▸ **Exercise prompt**: Write the records out again, exactly.

Records contained in a dataset:
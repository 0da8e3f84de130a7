//! Machine-word specialization of the modular ring

use core::fmt;
use core::hash::{Hash, Hasher};
use core::ops::{Add, Mul, Neg, Sub};

use num_bigint::BigUint;
use rand::{Rng, RngCore};

use zring_api::error::{Error, Result};
use zring_api::traits::{Field, FiniteField, Ring};

use crate::bigint::rendered;

/// Largest accepted word modulus
///
/// Keeping `p <= 2^62` lets sums fit a `u64` and products fit a `u128`
/// without overflow checks on the hot paths.
pub const MAX_WORD_MODULUS: u64 = 1 << 62;

/// Descriptor of `Z/pZ` for a modulus that fits a machine word
#[derive(Debug, Clone, Copy, PartialEq, Eq)]
pub struct ModRing64 {
    modulus: u64,
}

impl ModRing64 {
    /// Create a ring descriptor; requires `1 < p <= MAX_WORD_MODULUS`
    pub fn new(modulus: u64) -> Result<Self> {
        if modulus <= 1 {
            return Err(Error::InvalidModulus {
                modulus: rendered(&modulus),
            });
        }
        if modulus > MAX_WORD_MODULUS {
            return Err(Error::param(
                "modulus",
                "word modulus exceeds the 2^62 bound; use ModRing instead",
            ));
        }
        Ok(ModRing64 { modulus })
    }

    /// The modulus
    pub fn modulus(&self) -> u64 {
        self.modulus
    }

    pub(crate) fn reduce_i64(&self, value: i64) -> u64 {
        (value as i128).rem_euclid(self.modulus as i128) as u64
    }

    pub(crate) fn inv_word(&self, a: u64) -> Result<u64> {
        // Extended Euclid on signed double-words
        let p = self.modulus as i128;
        let (mut t, mut new_t): (i128, i128) = (0, 1);
        let (mut r, mut new_r): (i128, i128) = (p, a as i128);
        while new_r != 0 {
            let q = r / new_r;
            (t, new_t) = (new_t, t - q * new_t);
            (r, new_r) = (new_r, r - q * new_r);
        }
        if r != 1 {
            return Err(Error::InvMod {
                value: rendered(&a),
                modulus: rendered(&self.modulus),
            });
        }
        Ok(t.rem_euclid(p) as u64)
    }

    pub(crate) fn pow_word(&self, base: u64, mut exponent: u64) -> u64 {
        let p = self.modulus as u128;
        let mut acc: u128 = 1 % p;
        let mut b = base as u128 % p;
        while exponent > 0 {
            if exponent & 1 == 1 {
                acc = acc * b % p;
            }
            b = b * b % p;
            exponent >>= 1;
        }
        acc as u64
    }
}

impl Ring for ModRing64 {
    type Elem = u64;

    fn zero(&self) -> u64 {
        0
    }

    fn one(&self) -> u64 {
        1
    }

    fn is_zero(&self, a: &u64) -> bool {
        *a == 0
    }

    fn is_one(&self, a: &u64) -> bool {
        *a == 1
    }

    fn add(&self, a: &u64, b: &u64) -> u64 {
        let sum = a + b;
        if sum >= self.modulus {
            sum - self.modulus
        } else {
            sum
        }
    }

    fn sub(&self, a: &u64, b: &u64) -> u64 {
        if a >= b {
            a - b
        } else {
            a + self.modulus - b
        }
    }

    fn neg(&self, a: &u64) -> u64 {
        if *a == 0 {
            0
        } else {
            self.modulus - a
        }
    }

    fn mul(&self, a: &u64, b: &u64) -> u64 {
        (*a as u128 * *b as u128 % self.modulus as u128) as u64
    }

    fn from_i64(&self, n: i64) -> u64 {
        self.reduce_i64(n)
    }

    fn try_div(&self, a: &u64, b: &u64) -> Option<u64> {
        let inv = self.inv_word(*b).ok()?;
        Some(self.mul(a, &inv))
    }

    fn fmt_elem(&self, a: &u64, f: &mut fmt::Formatter<'_>) -> fmt::Result {
        write!(f, "{}", a)
    }
}

impl Field for ModRing64 {
    fn inv(&self, a: &u64) -> Result<u64> {
        self.inv_word(*a)
    }
}

impl FiniteField for ModRing64 {
    fn order(&self) -> BigUint {
        BigUint::from(self.modulus)
    }

    fn random_elem<G: RngCore + ?Sized>(&self, rng: &mut G) -> u64 {
        rng.gen_range(0..self.modulus)
    }
}

/// An element of a word-modulus ring; `Copy`, residue in `[0, p)`
///
/// Equality and hashing use only the representative.
#[derive(Debug, Clone, Copy)]
pub struct ModInt64 {
    ring: ModRing64,
    rep: u64,
}

impl ModInt64 {
    /// Construct under the thread-local word-modulus context
    #[cfg(feature = "std")]
    pub fn new(value: i64) -> Result<Self> {
        let ring = crate::context::zp64::current()?;
        Ok(Self::new_in(&ring, value))
    }

    /// Construct in an explicit ring, reducing into `[0, p)`
    pub fn new_in(ring: &ModRing64, value: i64) -> Self {
        ModInt64 {
            ring: *ring,
            rep: ring.reduce_i64(value),
        }
    }

    /// The canonical representative, in `[0, p)`
    pub fn rep(&self) -> u64 {
        self.rep
    }

    /// The ring this element belongs to
    pub fn ring(&self) -> &ModRing64 {
        &self.ring
    }

    /// The modulus of this element's ring
    pub fn modulus(&self) -> u64 {
        self.ring.modulus
    }

    /// Whether the element is 0
    pub fn is_zero(&self) -> bool {
        self.rep == 0
    }

    /// Whether the element is 1
    pub fn is_one(&self) -> bool {
        self.rep == 1
    }

    /// Multiplicative inverse; fails with [`Error::InvMod`] when
    /// `gcd(rep, p) != 1`
    pub fn inv(&self) -> Result<ModInt64> {
        Ok(ModInt64 {
            ring: self.ring,
            rep: self.ring.inv_word(self.rep)?,
        })
    }

    /// Division, defined as `self * inv(divisor)`
    pub fn div(&self, divisor: &ModInt64) -> Result<ModInt64> {
        self.same_ring_check(divisor, "division");
        Ok(*self * divisor.inv()?)
    }

    /// Raise to a signed power; a negative exponent inverts first
    pub fn pow(&self, exponent: i64) -> Result<ModInt64> {
        let base = if exponent < 0 { self.inv()? } else { *self };
        Ok(ModInt64 {
            ring: self.ring,
            rep: self.ring.pow_word(base.rep, exponent.unsigned_abs()),
        })
    }

    fn same_ring_check(&self, other: &ModInt64, operation: &str) {
        if self.ring != other.ring {
            panic!(
                "{} is only defined for elements of the same ring: moduli {} and {}",
                operation, self.ring.modulus, other.ring.modulus
            );
        }
    }
}

impl PartialEq for ModInt64 {
    fn eq(&self, other: &Self) -> bool {
        self.rep == other.rep
    }
}

impl Eq for ModInt64 {}

impl Hash for ModInt64 {
    fn hash<H: Hasher>(&self, state: &mut H) {
        self.rep.hash(state);
    }
}

impl fmt::Display for ModInt64 {
    fn fmt(&self, f: &mut fmt::Formatter<'_>) -> fmt::Result {
        write!(f, "{}", self.rep)
    }
}

impl Add for ModInt64 {
    type Output = ModInt64;

    fn add(self, other: Self) -> ModInt64 {
        self.same_ring_check(&other, "addition");
        ModInt64 {
            ring: self.ring,
            rep: self.ring.add(&self.rep, &other.rep),
        }
    }
}

impl Sub for ModInt64 {
    type Output = ModInt64;

    fn sub(self, other: Self) -> ModInt64 {
        self.same_ring_check(&other, "subtraction");
        ModInt64 {
            ring: self.ring,
            rep: self.ring.sub(&self.rep, &other.rep),
        }
    }
}

impl Mul for ModInt64 {
    type Output = ModInt64;

    fn mul(self, other: Self) -> ModInt64 {
        self.same_ring_check(&other, "multiplication");
        ModInt64 {
            ring: self.ring,
            rep: self.ring.mul(&self.rep, &other.rep),
        }
    }
}

impl Neg for ModInt64 {
    type Output = ModInt64;

    fn neg(self) -> ModInt64 {
        ModInt64 {
            ring: self.ring,
            rep: self.ring.neg(&self.rep),
        }
    }
}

▸ **Solved exercise**:
repository 0da8e3f84de130a7
//! Machine-word specialization of the modular ring

use core::fmt;
use core::hash::{Hash, Hasher};
use core::ops::{Add, Mul, Neg, Sub};

use num_bigint::BigUint;
use rand::{Rng, RngCore};

use zring_api::error::{Error, Result};
use zring_api::traits::{Field, FiniteField, Ring};

use crate::bigint::rendered;

/// Largest accepted word modulus
///
/// Keeping `p <= 2^62` lets sums fit a `u64` and products fit a `u128`
/// without overflow checks on the hot paths.
pub const MAX_WORD_MODULUS: u64 = 1 << 62;

/// Descriptor of `Z/pZ` for a modulus that fits a machine word
#[derive(Debug, Clone, Copy, PartialEq, Eq)]
pub struct ModRing64 {
    modulus: u64,
}

impl ModRing64 {
    /// Create a ring descriptor; requires `1 < p <= MAX_WORD_MODULUS`
    pub fn new(modulus: u64) -> Result<Self> {
        if modulus <= 1 {
            return Err(Error::InvalidModulus {
                modulus: rendered(&modulus),
            });
        }
        if modulus > MAX_WORD_MODULUS {
            return Err(Error::param(
                "modulus",
                "word modulus exceeds the 2^62 bound; use ModRing instead",
            ));
        }
        Ok(ModRing64 { modulus })
    }

    /// The modulus
    pub fn modulus(&self) -> u64 {
        self.modulus
    }

    pub(crate) fn reduce_i64(&self, value: i64) -> u64 {
        (value as i128).rem_euclid(self.modulus as i128) as u64
    }

    pub(crate) fn inv_word(&self, a: u64) -> Result<u64> {
        // Extended Euclid on signed double-words
        let p = self.modulus as i128;
        let (mut t, mut new_t): (i128, i128) = (0, 1);
        let (mut r, mut new_r): (i128, i128) = (p, a as i128);
        while new_r != 0 {
            let q = r / new_r;
            (t, new_t) = (new_t, t - q * new_t);
            (r, new_r) = (new_r, r - q * new_r);
        }
        if r != 1 {
            return Err(Error::InvMod {
                value: rendered(&a),
                modulus: rendered(&self.modulus),
            });
        }
        Ok(t.rem_euclid(p) as u64)
    }

    pub(crate) fn pow_word(&self, base: u64, mut exponent: u64) -> u64 {
        let p = self.modulus as u128;
        let mut acc: u128 = 1 % p;
        let mut b = base as u128 % p;
        while exponent > 0 {
            if exponent & 1 == 1 {
                acc = acc * b % p;
            }
            b = b * b % p;
            exponent >>= 1;
        }
        acc as u64
    }
}

impl Ring for ModRing64 {
    type Elem = u64;

    fn zero(&self) -> u64 {
        0
    }

    fn one(&self) -> u64 {
        1
    }

    fn is_zero(&self, a: &u64) -> bool {
        *a == 0
    }

    fn is_one(&self, a: &u64) -> bool {
        *a == 1
    }

    fn add(&self, a: &u64, b: &u64) -> u64 {
        let sum = a + b;
        if sum >= self.modulus {
            sum - self.modulus
        } else {
            sum
        }
    }

    fn sub(&self, a: &u64, b: &u64) -> u64 {
        if a >= b {
            a - b
        } else {
            a + self.modulus - b
        }
    }

    fn neg(&self, a: &u64) -> u64 {
        if *a == 0 {
            0
        } else {
            self.modulus - a
        }
    }

    fn mul(&self, a: &u64, b: &u64) -> u64 {
        (*a as u128 * *b as u128 % self.modulus as u128) as u64
    }

    fn from_i64(&self, n: i64) -> u64 {
        self.reduce_i64(n)
    }

    fn try_div(&self, a: &u64, b: &u64) -> Option<u64> {
        let inv = self.inv_word(*b).ok()?;
        Some(self.mul(a, &inv))
    }

    fn fmt_elem(&self, a: &u64, f: &mut fmt::Formatter<'_>) -> fmt::Result {
        write!(f, "{}", a)
    }
}

impl Field for ModRing64 {
    fn inv(&self, a: &u64) -> Result<u64> {
        self.inv_word(*a)
    }
}

impl FiniteField for ModRing64 {
    fn order(&self) -> BigUint {
        BigUint::from(self.modulus)
    }

    fn random_elem<G: RngCore + ?Sized>(&self, rng: &mut G) -> u64 {
        rng.gen_range(0..self.modulus)
    }
}

/// An element of a word-modulus ring; `Copy`, residue in `[0, p)`
///
/// Equality and hashing use only the representative.
#[derive(Debug, Clone, Copy)]
pub struct ModInt64 {
    ring: ModRing64,
    rep: u64,
}

impl ModInt64 {
    /// Construct under the thread-local word-modulus context
    #[cfg(feature = "std")]
    pub fn new(value: i64) -> Result<Self> {
        let ring = crate::context::zp64::current()?;
        Ok(Self::new_in(&ring, value))
    }

    /// Construct in an explicit ring, reducing into `[0, p)`
    pub fn new_in(ring: &ModRing64, value: i64) -> Self {
        ModInt64 {
            ring: *ring,
            rep: ring.reduce_i64(value),
        }
    }

    /// The canonical representative, in `[0, p)`
    pub fn rep(&self) -> u64 {
        self.rep
    }

    /// The ring this element belongs to
    pub fn ring(&self) -> &ModRing64 {
        &self.ring
    }

    /// The modulus of this element's ring
    pub fn modulus(&self) -> u64 {
        self.ring.modulus
    }

    /// Whether the element is 0
    pub fn is_zero(&self) -> bool {
        self.rep == 0
    }

    /// Whether the element is 1
    pub fn is_one(&self) -> bool {
        self.rep == 1
    }

    /// Multiplicative inverse; fails with [`Error::InvMod`] when
    /// `gcd(rep, p) != 1`
    pub fn inv(&self) -> Result<ModInt64> {
        Ok(ModInt64 {
            ring: self.ring,
            rep: self.ring.inv_word(self.rep)?,
        })
    }

    /// Division, defined as `self * inv(divisor)`
    pub fn div(&self, divisor: &ModInt64) -> Result<ModInt64> {
        self.same_ring_check(divisor, "division");
        Ok(*self * divisor.inv()?)
    }

    /// Raise to a signed power; a negative exponent inverts first
    pub fn pow(&self, exponent: i64) -> Result<ModInt64> {
        let base = if exponent < 0 { self.inv()? } else { *self };
        Ok(ModInt64 {
            ring: self.ring,
            rep: self.ring.pow_word(base.rep, exponent.unsigned_abs()),
        })
    }

    fn same_ring_check(&self, other: &ModInt64, operation: &str) {
        if self.ring != other.ring {
            panic!(
                "{} is only defined for elements of the same ring: moduli {} and {}",
                operation, self.ring.modulus, other.ring.modulus
            );
        }
    }
}

impl PartialEq for ModInt64 {
    fn eq(&self, other: &Self) -> bool {
        self.rep == other.rep
    }
}

impl Eq for ModInt64 {}

impl Hash for ModInt64 {
    fn hash<H: Hasher>(&self, state: &mut H) {
        self.rep.hash(state);
    }
}

impl fmt::Display for ModInt64 {
    fn fmt(&self, f: &mut fmt::Formatter<'_>) -> fmt::Result {
        write!(f, "{}", self.rep)
    }
}

impl Add for ModInt64 {
    type Output = ModInt64;

    fn add(self, other: Self) -> ModInt64 {
        self.same_ring_check(&other, "addition");
        ModInt64 {
            ring: self.ring,
            rep: self.ring.add(&self.rep, &other.rep),
        }
    }
}

impl Sub for ModInt64 {
    type Output = ModInt64;

    fn sub(self, other: Self) -> ModInt64 {
        self.same_ring_check(&other, "subtraction");
        ModInt64 {
            ring: self.ring,
            rep: self.ring.sub(&self.rep, &other.rep),
        }
    }
}

impl Mul for ModInt64 {
    type Output = ModInt64;

    fn mul(self, other: Self) -> ModInt64 {
        self.same_ring_check(&other, "multiplication");
        ModInt64 {
            ring: self.ring,
            rep: self.ring.mul(&self.rep, &other.rep),
        }
    }
}

impl Neg for ModInt64 {
    type Output = ModInt64;

    fn neg(self) -> ModInt64 {
        ModInt64 {
            ring: self.ring,
            rep: self.ring.neg(&self.rep),
        }
    }
}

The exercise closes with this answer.